Вдруг дверь крылечка распахнулась и на пороге появился мужичек, с виду - ремесленник. Во всяком случае, на нем были штаны, рубаха и вместо лаптей - сапоги.
А крестьяне, видимо, носят тоги. ROMA INVICTA
Короче, такое впечатление, что в файлы с этим самым эпичным эпосом вдруг попали файлы какого-то псевдоисторического фентези. Библейские мотивы слишком сильны, чтобы их игнорировать, а в предыдущих кусках не было ни намека на них.
Отредактировано Хельга (2016-01-18 14:43:24)
Ну, полагаю, Плюш забросил эксперимент. И его переросток не сбежал из дворца с девами, а сбежал-таки Милош, как и планировалось.
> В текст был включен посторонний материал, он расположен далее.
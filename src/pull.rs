/*!
 * Writing pulled messages to per-locale JSON files.
 */

use std::path::{Path, PathBuf};

use log::info;

use crate::database::repository::Messages;
use crate::errors::AppError;
use crate::file_utils::FileManager;

/// Write `<dir>/<locale>.json` for every locale in `messages`
///
/// The directory is created if needed. Returns the written paths in locale order.
pub async fn write_locale_files(dir: &Path, messages: &Messages) -> Result<Vec<PathBuf>, AppError> {
    FileManager::ensure_dir(dir).await?;

    let mut written = Vec::with_capacity(messages.len());
    for (locale, table) in messages {
        let path = dir.join(format!("{}.json", locale));
        FileManager::write_json(&path, table).await?;
        info!("Wrote {} keys to {}", table.len(), path.display());
        written.push(path);
    }

    Ok(written)
}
Проды у этих отрывков нет, пока, во всяком случае, сюжетно оно никак не связано с остальными кусками. Хз, лежит, есть не просит, надеется на чудо.
И его переросток не сбежал из дворца с девами, а сбежал-таки Милош, как и планировалось.
O_O
Спойлер? Нельзя, да? Мы просто по ходу написания всё это обсуждали, я думала, вы видели. Извините.
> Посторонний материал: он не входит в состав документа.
use indicatif::{ProgressBar, ProgressStyle};
use log::{debug, info, warn};
use std::collections::HashMap;
use std::path::PathBuf;
use std::sync::Arc;
use std::time::{Duration, Instant};

use crate::app_config::{AI_KEY_VAR, ProjectConfig, TOKEN_VAR, resolve_credential};
use crate::database::Repository;
use crate::errors::AppError;
use crate::providers::Provider;
use crate::providers::openai::OpenAI;
use crate::pull::write_locale_files;
use crate::reconcile::{DashboardClient, LocalSheet, Reconciler, SheetService, TranslationEntry};
use crate::replace::{ReplacementSummary, apply_replacements};
use crate::scan::{ScanResult, TextExtractor, UniqueTextIndex, scan_project};
use crate::watch::{SourceWatcher, WatchReport};

// @module: Application controller for the extraction pipeline

/// Options of the `trans` command
#[derive(Debug, Clone, Copy, Default)]
pub struct TransOptions {
    /// Rewrite source files after reconciliation
    pub replace: bool,
    /// Reconcile against the local store instead of the dashboard
    pub local: bool,
}

/// What a `trans` run produced
#[derive(Debug)]
pub struct TransOutcome {
    /// Scan of the project tree
    pub scan: ScanResult,
    /// Resolved entries, in submission order
    pub entries: Vec<TranslationEntry>,
    /// Replacement counts, when `--replace` was given
    pub replacement: Option<ReplacementSummary>,
    /// Locale files written by the pull step
    pub locale_files: Vec<PathBuf>,
}

/// Main application controller for the pipeline
pub struct Controller {
    // @field: Project configuration
    config: ProjectConfig,
    // @field: Injected sheet service; built from config when absent
    service: Option<Arc<dyn SheetService>>,
}

impl Controller {
    // @method: Create a new controller with the given configuration
    pub fn new(config: ProjectConfig) -> Self {
        Self {
            config,
            service: None,
        }
    }

    /// Create a controller that uses `service` for every sheet operation
    pub fn with_service(config: ProjectConfig, service: Arc<dyn SheetService>) -> Self {
        Self {
            config,
            service: Some(service),
        }
    }

    /// Project configuration
    pub fn config(&self) -> &ProjectConfig {
        &self.config
    }

    /// Sheet service for this run
    ///
    /// Credentials are resolved here, so a missing token only fails once a
    /// network call is about to happen.
    fn sheet_service(&self, local: bool) -> Result<Arc<dyn SheetService>, AppError> {
        if let Some(service) = &self.service {
            return Ok(Arc::clone(service));
        }

        if local {
            let local_config = self.config.local_config();
            let api_key = resolve_credential(AI_KEY_VAR, &self.config.base_dir)?;
            let provider = OpenAI::new(
                api_key,
                local_config.ai.endpoint.clone(),
                local_config.ai.model.clone(),
                local_config.ai.temperature,
                local_config.ai.timeout_secs,
            );
            let repo = Repository::open(self.config.database_path()?)
                .map_err(|e| AppError::Storage(e.to_string()))?;
            debug!("Using local store at {}", repo.connection().path().display());
            if let Ok(stats) = repo.connection().stats() {
                debug!("{}", stats);
            }
            let provider: Arc<dyn Provider> = Arc::new(provider);
            let reconciler = Reconciler::new(repo.clone(), Arc::clone(&provider))
                .with_candidate_limit(local_config.candidate_limit);
            return Ok(Arc::new(
                LocalSheet::new(repo, provider, local_config.languages).with_reconciler(reconciler),
            ));
        }

        let url = self.config.require_dashboard_url()?;
        let token = resolve_credential(TOKEN_VAR, &self.config.base_dir)?;
        Ok(Arc::new(DashboardClient::new(url, token)))
    }

    /// Scan the project: discovery, extraction and deduplication
    pub async fn scan(&self) -> Result<ScanResult, AppError> {
        let matcher = self.config.scan_pattern().compile()?;
        let extractor = TextExtractor::new(&self.config.marker)?;
        let root = self.config.scan_root();
        if !root.is_dir() {
            return Err(AppError::io(
                &root,
                std::io::Error::new(std::io::ErrorKind::NotFound, "scan directory not found"),
            ));
        }

        scan_project(&root, &matcher, &extractor).await
    }

    /// `scan` command: report matches per file and duplicates, no network
    pub async fn run_scan(&self) -> Result<ScanResult, AppError> {
        let result = self.scan().await?;

        for file in &result.files {
            info!("{}: {} marker call(s)", file.file, file.matches.len());
            for m in &file.matches {
                info!("  - {} (line {})", m.text, m.line_number);
            }
        }
        Self::report_duplicates(&result.index);
        info!(
            "Scanned {} file(s): {} marker call(s), {} unique text(s)",
            result.scanned_files,
            result.total_matches(),
            result.index.len()
        );
        Ok(result)
    }

    /// `trans` command: scan, reconcile, then replace and pull concurrently
    pub async fn trans(&self, options: TransOptions) -> Result<TransOutcome, AppError> {
        let start_time = Instant::now();

        let spinner = Self::spinner("Scanning project files...");
        let scan = match self.scan().await {
            Ok(scan) => scan,
            Err(e) => {
                spinner.abandon_with_message("Scan failed");
                return Err(e);
            }
        };
        spinner.finish_with_message(format!(
            "Scanned {} file(s), {} unique text(s)",
            scan.scanned_files,
            scan.index.len()
        ));
        Self::report_duplicates(&scan.index);

        if scan.index.is_empty() {
            info!("No marked texts found");
            return Ok(TransOutcome {
                scan,
                entries: Vec::new(),
                replacement: None,
                locale_files: Vec::new(),
            });
        }

        let service = self.sheet_service(options.local)?;
        let texts = scan.index.texts().to_vec();

        let spinner = Self::spinner(format!("Submitting {} text(s)...", texts.len()));
        let reconciled = service
            .reconcile(&self.config.project_id, &texts, &self.config.default_locale)
            .await
            .and_then(|result| result.into_entries());
        let entries = match reconciled {
            Ok(entries) => entries,
            Err(e) => {
                spinner.abandon_with_message("Submission failed");
                return Err(e);
            }
        };
        spinner.finish_with_message(format!("Submitted {} text(s)", texts.len()));
        Self::report_translations(&entries);

        let key_by_text = Self::key_map(&entries, &self.config.default_locale);
        let spinner = Self::spinner(if options.replace {
            "Replacing texts and pulling translations..."
        } else {
            "Pulling translations..."
        });

        let replace = async {
            if options.replace {
                apply_replacements(&scan.files, &key_by_text, &self.config.replacement_call)
                    .await
                    .map(Some)
            } else {
                Ok(None)
            }
        };
        let (replacement, pulled) = tokio::join!(replace, self.pull_with(service.as_ref()));

        let replacement = match replacement {
            Ok(summary) => summary,
            Err(e) => {
                spinner.abandon_with_message("Replacement failed");
                return Err(e);
            }
        };
        let locale_files = pulled.unwrap_or_else(|e| {
            warn!("Pulling translations failed: {}", e);
            Vec::new()
        });
        spinner.finish_with_message("Done");

        info!(
            "Finished in {}",
            Self::format_duration(start_time.elapsed())
        );
        Ok(TransOutcome {
            scan,
            entries,
            replacement,
            locale_files,
        })
    }

    /// `pull` command: fetch messages and write one file per locale
    pub async fn pull(&self, local: bool) -> Result<Vec<PathBuf>, AppError> {
        let service = self.sheet_service(local)?;
        let spinner = Self::spinner("Fetching translations...");
        match self.pull_with(service.as_ref()).await {
            Ok(files) => {
                spinner.finish_with_message(format!(
                    "Wrote {} locale file(s) to {}",
                    files.len(),
                    self.config.langs_dir().display()
                ));
                Ok(files)
            }
            Err(e) => {
                spinner.abandon_with_message("Pull failed");
                Err(e)
            }
        }
    }

    async fn pull_with(&self, service: &dyn SheetService) -> Result<Vec<PathBuf>, AppError> {
        let messages = service.messages(&self.config.project_id).await?;
        write_locale_files(&self.config.langs_dir(), &messages).await
    }

    /// `watch` command: report matches as files change, until Ctrl-C
    pub async fn watch(&self) -> Result<(), AppError> {
        let watcher = SourceWatcher::new(
            self.config.scan_root(),
            self.config.scan_pattern().compile()?,
            TextExtractor::new(&self.config.marker)?,
        );

        watcher
            .run(Self::report_watch, async {
                if let Err(e) = tokio::signal::ctrl_c().await {
                    warn!("Failed to listen for Ctrl-C: {}", e);
                    std::future::pending::<()>().await;
                }
            })
            .await
    }

    /// Text → key, taken from each entry's translation in `locale`
    pub fn key_map(entries: &[TranslationEntry], locale: &str) -> HashMap<String, String> {
        entries
            .iter()
            .filter_map(|entry| {
                entry
                    .translations
                    .get(locale)
                    .map(|text| (text.clone(), entry.key.clone()))
            })
            .collect()
    }

    fn report_duplicates(index: &UniqueTextIndex) {
        let duplicates = index.duplicates();
        if duplicates.is_empty() {
            return;
        }

        warn!("Found {} duplicate text(s):", duplicates.len());
        for (text, locations) in duplicates {
            warn!("\"{}\" appears in:", text);
            for location in locations {
                warn!("  {}:{}", location.file, location.line);
            }
        }
    }

    fn report_translations(entries: &[TranslationEntry]) {
        for entry in entries {
            info!("{}:", entry.key);
            for (lang, text) in &entry.translations {
                info!("  {}: {}", lang, text);
            }
        }
    }

    fn report_watch(report: &WatchReport) {
        info!("[{}] {} marker call(s):", report.file, report.matches.len());
        for m in &report.matches {
            info!("  - {} (line {})", m.text, m.line_number);
        }
    }

    fn spinner(message: impl Into<std::borrow::Cow<'static, str>>) -> ProgressBar {
        let spinner = ProgressBar::new_spinner();
        let style = ProgressStyle::default_spinner()
            .template("{spinner:.green} [{elapsed_precise}] {msg}")
            .unwrap_or_else(|_| ProgressStyle::default_spinner());
        spinner.set_style(style);
        spinner.set_message(message);
        spinner.enable_steady_tick(Duration::from_millis(100));
        spinner
    }

    // Format duration in a human-readable format (HH:MM:SS)
    fn format_duration(duration: Duration) -> String {
        let total_seconds = duration.as_secs();
        let hours = total_seconds / 3600;
        let minutes = (total_seconds % 3600) / 60;
        let seconds = total_seconds % 60;

        if hours > 0 {
            format!("{}h {}m {}s", hours, minutes, seconds)
        } else if minutes > 0 {
            format!("{}m {}s", minutes, seconds)
        } else {
            format!("{}.{:03}s", seconds, duration.subsec_millis())
        }
    }
}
Спойлер? Нельзя, да? Мы просто по ходу написания всё это обсуждали, я думала, вы видели. Извините.
Дело не в этом. Просто куском ранее он наслаждался ролью сексапильного пажа при королеве. Мотива нет бежать, да еще так внезапно.
Да мы сами пока не знаем, зачем он это сделал. XDDDDDDDD Но клянёмся, что придумаем, и чтобы это было логично, никаких "внезапно влюбился в прекрасную принцессу"))))))))))
Его б повесли за то шо он провел невену к девам
Это да. Но какого чёрта он вообще взялся ей помогать? Просто за желание? Что-то тут не то.
Просто за желание? Что-то тут не то.
повод хорошо задуматься
я бы от такой жизни просто так не сбежала
тут тебе и жрат дают, и пить, и бабы - зачем бежать?
Кстати, а почему он паж? Возраст ебабельный, значит, 13+, а в таком возрасте уже в сквайры пихали.
Отредактировано Хельга (2016-01-18 17:47:10)
Да, с ним поработать ещё надо. Про Милоша много всего входящего, а в образ не сведено, ну, изначально совсем планировался проходной картонный персонаж на одну-две сцены, но что-то он всем так понравился, что пришлось. Да ещё оброс матерью, связями в Эльноте, смутным отношением к некой династической тайне, странным положением при королеве. Словом, я всё это вижу и знаю, что это надо приводить в порядок и как-то объяснять.
Милошу уже 16-17, может и чуть старше.
Милошу уже 16-17, может и чуть старше.
Тогда он тем более - либо полный неудачник, либо сквайр.
Еще мне он упорно напоминает Малфоя из ГП.
Да лааааадно! Я ярая фанатка Драко, но Милош ПРАВДА ПЛАХОЙ! А Драко ня-кавай-мимими-ах-гарри-ятебялюблюмррр *теряет контроль*
Но какого чёрта он вообще взялся ей помогать? Просто за желание? Что-то тут не то.
Значит, желание было не просто. Полезно иметь желание у будущей королевы. Видно хочет с её помощью комбинацию провернуть, с матерью своёй.